The Developer Summit ran for two days, 10 AM to 5 PM each day. Most sessions were short presentations covering topics like FreeBSD on WSL 2 and Ansible on FreeBSD. Between talks, developers worked on patches, followed up on mailing-list threads, and reviewed one another’s work. I found this format extremely valuable as I was able to get useful feedback on my LLVM pull requests during these gaps, which would have taken much longer to sort out over email. I had a productive conversation with Shingyi Hung (aokblast@) about my LLDB kernel debugging pull requests, and his review comments helped me refine my approach going forward.
The main conference began on Saturday and drew roughly three to four times as many attendees as the DevSummit.

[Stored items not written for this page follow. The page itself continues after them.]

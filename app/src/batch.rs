use std::{
    path::{Path, PathBuf},
    time::{Duration, Instant},
};

use crossbeam::channel::{self, Sender};
use rayon::prelude::*;
use serde::Serialize;

use pcd_filter::{
    CancellationToken, FilterConfig, FilterPipeline, FilterWarning, PipelineObserver, StageReport,
};
use pcd_store::PointCloudStore;

use crate::{discover::mirror_path, error::CliError};

pub struct BatchJob<'a> {
    pub input_root: &'a Path,
    pub output_root: &'a Path,
    pub files: &'a [PathBuf],
    pub config: &'a FilterConfig,
    pub jobs: usize,
}

#[derive(Debug, Clone, Serialize)]
#[serde(tag = "status", rename_all = "snake_case")]
pub enum FileStatus {
    Cleaned {
        input_points: usize,
        output_points: usize,
        stages: Vec<StageReport>,
        warnings: Vec<FilterWarning>,
    },
    /// The local surface predicted nothing, so no output was written.
    Skipped {
        input_points: usize,
        warnings: Vec<FilterWarning>,
    },
    Failed {
        error: String,
    },
}

#[derive(Debug, Clone, Serialize)]
pub struct FileOutcome {
    pub input: PathBuf,
    pub output: Option<PathBuf>,
    pub elapsed: Duration,
    #[serde(flatten)]
    pub status: FileStatus,
}

#[derive(Debug, Clone, Serialize)]
pub struct BatchReport {
    pub files: Vec<FileOutcome>,
    pub elapsed: Duration,
}

impl BatchReport {
    pub fn failed(&self) -> usize {
        self.files
            .iter()
            .filter(|f| matches!(f.status, FileStatus::Failed { .. }))
            .count()
    }
}

/// Messages from workers to the thread that reports progress.
#[derive(Debug)]
pub enum BatchEvent {
    StageFinished { index: usize, report: StageReport },
    FileFinished { index: usize, outcome: FileOutcome },
}

struct ChannelObserver<'a> {
    index: usize,
    sender: &'a Sender<BatchEvent>,
}

impl PipelineObserver for ChannelObserver<'_> {
    fn stage_finished(&self, report: &StageReport) {
        let _ = self.sender.send(BatchEvent::StageFinished {
            index: self.index,
            report: report.clone(),
        });
    }
}

/// Cleans every file of the job on a dedicated worker pool.
///
/// Per-file failures end up in the report; only a pool that cannot be
/// built fails the whole batch.
pub fn run_batch<S>(
    store: &S,
    job: &BatchJob<'_>,
    token: &CancellationToken,
) -> Result<BatchReport, CliError>
where
    S: PointCloudStore + Sync,
{
    let start = Instant::now();
    let pool = rayon::ThreadPoolBuilder::new()
        .num_threads(job.jobs)
        .thread_name(|idx| format!("cleaner-{}", idx))
        .build()?;
    let pipeline = FilterPipeline::from_config(job.config);
    let total = job.files.len();

    let (sender, receiver) = channel::unbounded();
    let mut outcomes: Vec<Option<FileOutcome>> = vec![None; total];

    std::thread::scope(|scope| {
        scope.spawn(|| {
            pool.install(|| {
                job.files
                    .par_iter()
                    .enumerate()
                    .for_each_with(sender, |sender, (index, input)| {
                        let observer = ChannelObserver { index, sender };
                        let file_start = Instant::now();
                        let output = mirror_path(job.input_root, input, job.output_root);

                        let status = match &output {
                            Ok(output) => clean_file(store, &pipeline, input, output, &observer, token),
                            Err(e) => Err(e.to_string()),
                        };
                        let status = status.unwrap_or_else(|error| FileStatus::Failed { error });
                        let written = matches!(status, FileStatus::Cleaned { .. });

                        let outcome = FileOutcome {
                            input: input.clone(),
                            output: output.ok().filter(|_| written),
                            elapsed: file_start.elapsed(),
                            status,
                        };
                        let _ = sender.send(BatchEvent::FileFinished { index, outcome });
                    });
            });
        });

        let mut finished = 0;
        for event in receiver.iter() {
            match event {
                BatchEvent::StageFinished { index, report } => {
                    log::debug!(
                        "{:?} {:?}: {} -> {} points in {:?}",
                        job.files[index],
                        report.stage,
                        report.points_before,
                        report.points_after,
                        report.elapsed
                    );
                }
                BatchEvent::FileFinished { index, outcome } => {
                    finished += 1;
                    log::info!("Processing: {} of {} files", finished, total);
                    log_outcome(&outcome);
                    outcomes[index] = Some(outcome);
                }
            }
        }
    });

    Ok(BatchReport {
        files: outcomes.into_iter().flatten().collect(),
        elapsed: start.elapsed(),
    })
}

fn clean_file<S: PointCloudStore>(
    store: &S,
    pipeline: &Result<FilterPipeline, pcd_filter::FilterError>,
    input: &Path,
    output: &Path,
    observer: &dyn PipelineObserver,
    token: &CancellationToken,
) -> Result<FileStatus, String> {
    let pipeline = pipeline.as_ref().map_err(|e| e.to_string())?;
    token.check().map_err(|e| e.to_string())?;

    let (point_cloud, schema) = store.load(input).map_err(|e| e.to_string())?;
    let report = pipeline
        .run(point_cloud, observer, token)
        .map_err(|e| e.to_string())?;

    if report.lacks_prediction() {
        return Ok(FileStatus::Skipped {
            input_points: report.input_points,
            warnings: report.warnings,
        });
    }

    store
        .write(output, &report.cloud, &schema)
        .map_err(|e| e.to_string())?;

    Ok(FileStatus::Cleaned {
        input_points: report.input_points,
        output_points: report.cloud.len(),
        stages: report.stages,
        warnings: report.warnings,
    })
}

fn log_outcome(outcome: &FileOutcome) {
    match &outcome.status {
        FileStatus::Cleaned {
            input_points,
            output_points,
            ..
        } => log::info!(
            "{:?}: {} -> {} points ({} removed) in {:?}",
            outcome.input,
            input_points,
            output_points,
            input_points - output_points,
            outcome.elapsed
        ),
        FileStatus::Skipped { input_points, .. } => log::warn!(
            "{:?}: no surface prediction for any of {} points, not written",
            outcome.input,
            input_points
        ),
        FileStatus::Failed { error } => log::error!("{:?}: {}", outcome.input, error),
    }
}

Kenichi Yasukata’s talk on a portable userland TCP/IP stack was fascinating — he outlined how separating OS-specific glue from the core stack allows it to remain portable
while still achieving strong performance. He also discussed techniques for intercepting system calls without relying on LD_PRELOAD, using binary overwriting with architecture-specific hooks. Pierre Pronchery’s demonstration of smolBSD was equally impressive, showing container-oriented NetBSD images that boot in under one second by stripping the kernel and bypassing the traditional UEFI boot path.

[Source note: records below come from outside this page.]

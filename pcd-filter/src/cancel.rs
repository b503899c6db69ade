use std::sync::{
    atomic::{AtomicBool, Ordering},
    Arc,
};

use crate::error::FilterError;

/// Shared flag for stopping a long-running filter from another thread.
#[derive(Debug, Clone, Default)]
pub struct CancellationToken(Arc<AtomicBool>);

impl CancellationToken {
    pub fn new() -> Self {
        Self::default()
    }

    pub fn cancel(&self) {
        self.0.store(true, Ordering::Relaxed);
    }

    pub fn is_cancelled(&self) -> bool {
        self.0.load(Ordering::Relaxed)
    }

    pub fn check(&self) -> Result<(), FilterError> {
        if self.is_cancelled() {
            Err(FilterError::Cancelled)
        } else {
            Ok(())
        }
    }
}
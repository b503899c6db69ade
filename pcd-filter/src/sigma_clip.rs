use pcd_core::pointcloud::point::PointCloud;

use crate::{cancel::CancellationToken, config::StoppingPolicy, error::FilterError, stats};

/// Iterative sigma clipping over raw elevations.
///
/// Each pass keeps the points inside `[mu - k*sigma, mu + k*sigma]` of the
/// current survivors. Passes repeat until nothing more is removed or the
/// stopping policy ends the loop.
#[derive(Debug, Clone, Copy)]
pub struct GlobalOutlierRejector {
    pub sigma_threshold: f64,
    pub stopping: StoppingPolicy,
}

#[derive(Debug, Clone)]
pub struct SigmaClipOutcome {
    pub cloud: PointCloud,
    pub removed: usize,
    /// Passes that removed at least one point.
    pub iterations: usize,
    pub converged: bool,
}

impl GlobalOutlierRejector {
    pub fn new(sigma_threshold: f64, stopping: StoppingPolicy) -> Self {
        Self {
            sigma_threshold,
            stopping,
        }
    }

    pub fn apply(
        &self,
        point_cloud: PointCloud,
        token: &CancellationToken,
    ) -> Result<SigmaClipOutcome, FilterError> {
        let original = point_cloud.len();
        let mut current = point_cloud;
        let mut iterations = 0;
        let mut converged = false;

        while iterations < self.stopping.max_iterations() {
            token.check()?;

            let zs: Vec<f64> = current.elevations().collect();
            let (Some(mu), Some(sigma)) = (stats::mean(&zs), stats::population_std(&zs)) else {
                converged = true;
                break;
            };
            // identical elevations: nothing is an outlier
            if sigma == 0.0 {
                converged = true;
                break;
            }

            let lower = mu - self.sigma_threshold * sigma;
            let upper = mu + self.sigma_threshold * sigma;
            let mask: Vec<bool> = zs.iter().map(|&z| z >= lower && z <= upper).collect();
            let kept = mask.iter().filter(|keep| **keep).count();
            if kept == zs.len() {
                converged = true;
                break;
            }

            let before = current.len();
            current = current.select(&mask);
            iterations += 1;
            log::debug!(
                "sigma clip pass {}: [{:.3}, {:.3}] kept {} of {}",
                iterations,
                lower,
                upper,
                kept,
                before
            );

            if let StoppingPolicy::RemovedFractionBelow { ratio, .. } = self.stopping {
                let removed_fraction = (before - kept) as f64 / before as f64;
                if removed_fraction < ratio {
                    break;
                }
            }
        }

        Ok(SigmaClipOutcome {
            removed: original - current.len(),
            cloud: current,
            iterations,
            converged,
        })
    }
}
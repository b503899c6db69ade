pub mod decimator;
//! HTTP gateway
//!
//! Exposes the processing agent and the memory store as a JSON API.

mod handler;
mod server;

pub use handler::{build_app, ApiError};
pub use server::{Gateway, GatewayBuilder, GatewayState, GatewayStatus};
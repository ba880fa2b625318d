//! Keyword-count content classifier

use crate::config::{default_routing_rules, ContentType, RoutingRule};
use crate::error::{Error, Result};
use serde::Serialize;

/// Classification result for a piece of text
#[derive(Debug, Clone, Serialize)]
pub struct ClassificationResult {
    /// Winning content type
    pub content_type: ContentType,
    /// Score per rule, in rule order
    pub scores: Vec<CategoryScore>,
}

impl ClassificationResult {
    /// Score recorded for a content type (0 when it has no rule)
    pub fn score(&self, content_type: ContentType) -> usize {
        self.scores
            .iter()
            .find(|s| s.content_type == content_type)
            .map(|s| s.score)
            .unwrap_or(0)
    }
}

/// Keyword hits for one content type
#[derive(Debug, Clone, Copy, PartialEq, Eq, Serialize)]
pub struct CategoryScore {
    pub content_type: ContentType,
    pub score: usize,
}

/// Scores text against per-category keyword lists
pub struct Classifier {
    rules: Vec<CompiledRule>,
}

struct CompiledRule {
    content_type: ContentType,
    keywords: Vec<String>,
}

impl CompiledRule {
    fn score(&self, lowered: &str) -> usize {
        self.keywords
            .iter()
            .map(|keyword| lowered.matches(keyword.as_str()).count())
            .sum()
    }
}

impl Classifier {
    /// Create a classifier from routing rules.
    ///
    /// Rule order is the tie-break order. Empty keywords and repeated
    /// content types are rejected.
    pub fn new(rules: Vec<RoutingRule>) -> Result<Self> {
        let mut compiled: Vec<CompiledRule> = Vec::with_capacity(rules.len());

        for rule in rules {
            if compiled.iter().any(|c| c.content_type == rule.content_type) {
                return Err(Error::Config(format!(
                    "Duplicate routing rule for content type '{}'",
                    rule.content_type
                )));
            }
            if let Some(pos) = rule.keywords.iter().position(|k| k.trim().is_empty()) {
                return Err(Error::Config(format!(
                    "Empty keyword at position {} in rule '{}'",
                    pos, rule.content_type
                )));
            }

            compiled.push(CompiledRule {
                content_type: rule.content_type,
                keywords: rule.keywords.iter().map(|k| k.to_lowercase()).collect(),
            });
        }

        Ok(Self { rules: compiled })
    }

    /// Classify text, returning only the winning content type
    pub fn classify(&self, text: &str) -> ContentType {
        self.classify_detailed(text).content_type
    }

    /// Classify text and report the score of every rule.
    ///
    /// Highest score wins; ties go to the earlier rule. All-zero scores
    /// yield `General`.
    pub fn classify_detailed(&self, text: &str) -> ClassificationResult {
        let lowered = text.to_lowercase();

        let scores: Vec<CategoryScore> = self
            .rules
            .iter()
            .map(|rule| CategoryScore {
                content_type: rule.content_type,
                score: rule.score(&lowered),
            })
            .collect();

        let mut best: Option<CategoryScore> = None;
        for candidate in &scores {
            if candidate.score == 0 {
                continue;
            }
            match best {
                Some(current) if current.score >= candidate.score => {}
                _ => best = Some(*candidate),
            }
        }

        ClassificationResult {
            content_type: best.map(|b| b.content_type).unwrap_or(ContentType::General),
            scores,
        }
    }
}

impl Default for Classifier {
    fn default() -> Self {
        let rules = default_routing_rules()
            .into_iter()
            .map(|rule| CompiledRule {
                content_type: rule.content_type,
                keywords: rule.keywords,
            })
            .collect();
        Self { rules }
    }
}
//! Keyword-only page analysis used when the LLM is unavailable

use crate::text::truncate_chars;

const NEWS_HINTS: &[&str] = &["news", "breaking", "latest", "update"];
const EDUCATIONAL_HINTS: &[&str] = &["tutorial", "guide", "how to", "documentation"];
const COMMERCIAL_HINTS: &[&str] = &["product", "pricing", "buy", "service"];
const PERSONAL_HINTS: &[&str] = &["blog", "opinion", "thoughts", "personal"];

/// Label for the first hint group present in the text
fn coarse_label(lowered: &str) -> &'static str {
    let any = |hints: &[&str]| hints.iter().any(|h| lowered.contains(h));

    if any(NEWS_HINTS) {
        "News/Updates"
    } else if any(EDUCATIONAL_HINTS) {
        "Educational/Documentation"
    } else if any(COMMERCIAL_HINTS) {
        "Commercial/Product"
    } else if any(PERSONAL_HINTS) {
        "Blog/Personal"
    } else {
        "General Information"
    }
}

/// Build a plain-text analysis of scraped content without the LLM
pub fn basic_analysis(content: &str, header_count: usize, meta_description: &str) -> String {
    let lowered = content.to_lowercase();
    let mut lines = vec![
        format!("Content Type: {}", coarse_label(&lowered)),
        format!("Word Count: {}", content.split_whitespace().count()),
        format!("Headers Found: {}", header_count),
    ];

    if !meta_description.is_empty() {
        lines.push(format!(
            "Meta Description: {}...",
            truncate_chars(meta_description, 100)
        ));
    }

    format!("Basic Analysis (AI unavailable):\n{}", lines.join("\n"))
}

#[cfg(test)]
mod tests {
    use super::*;

    #[test]
    fn test_news_label_wins_first() {
        let analysis = basic_analysis("Latest pricing update", 2, "");
        assert!(analysis.contains("Content Type: News/Updates"));
        assert!(analysis.contains("Word Count: 3"));
        assert!(analysis.contains("Headers Found: 2"));
        assert!(!analysis.contains("Meta Description"));
    }

    #[test]
    fn test_general_label() {
        let analysis = basic_analysis("Nothing to see here", 0, "A page");
        assert!(analysis.starts_with("Basic Analysis (AI unavailable):"));
        assert!(analysis.contains("Content Type: General Information"));
        assert!(analysis.contains("Meta Description: A page..."));
    }

    #[test]
    fn test_how_to_is_educational() {
        let analysis = basic_analysis("How to bake bread", 0, "");
        assert!(analysis.contains("Educational/Documentation"));
    }
}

On Sunday, George Neville-Neil gave a thought-provoking talk on runtime reoptimization for modern heterogeneous hardware. His core argument — that Unix-like systems still carry assumptions rooted in the PDP-11 era — resonated with me, and his approach of feeding live profiling data back into LLVM to produce architecture-specific binaries is something I plan to revisit once the recording is available. Brooks Davis presented the CheriBSD upstreaming effort, with a target of FreeBSD 16 in December 2027. The security demonstrations were compelling. CHERI caught all 13 memory bugs intentionally injected into NGINX, plus two additional ones introduced unintentionally. At lunch, I had the chance to speak with Olivier (olce@) about designing a hybrid scheduler and IntelHFI patch review, which is directly relevant to the hybrid scheduling work I’ve been doing for FreeBSD.
As helpful as mailing lists and code review platforms can be, they don’t compare to the quality of communication you can have with someone in person. Being able to sit down with Olivier and Shingyi to discuss my ongoing work face-to-face was far more productive than weeks of asynchronous back-and-forth would have been.
During the closing session, Li-wen Hsu announced that AsiaBSDCon 2027 will be held in Singapore, and the organizers are actively looking for volunteers and sponsors. I also want to note that I will be presenting a talk on hybrid scheduling at BSDCan 2026.
Conference schedule: https://2026.asiabsdcon.org/entry/schedule/
My blog recap: https://minsoo.io/asiabsdcon-2026-recap/
Thank you again to the Foundation for making this trip possible.
Respectfully,
Minsoo Choo
The post AsiaBSDCon 2026 Trip Report – Minsoo Choo first appeared on FreeBSD Foundation.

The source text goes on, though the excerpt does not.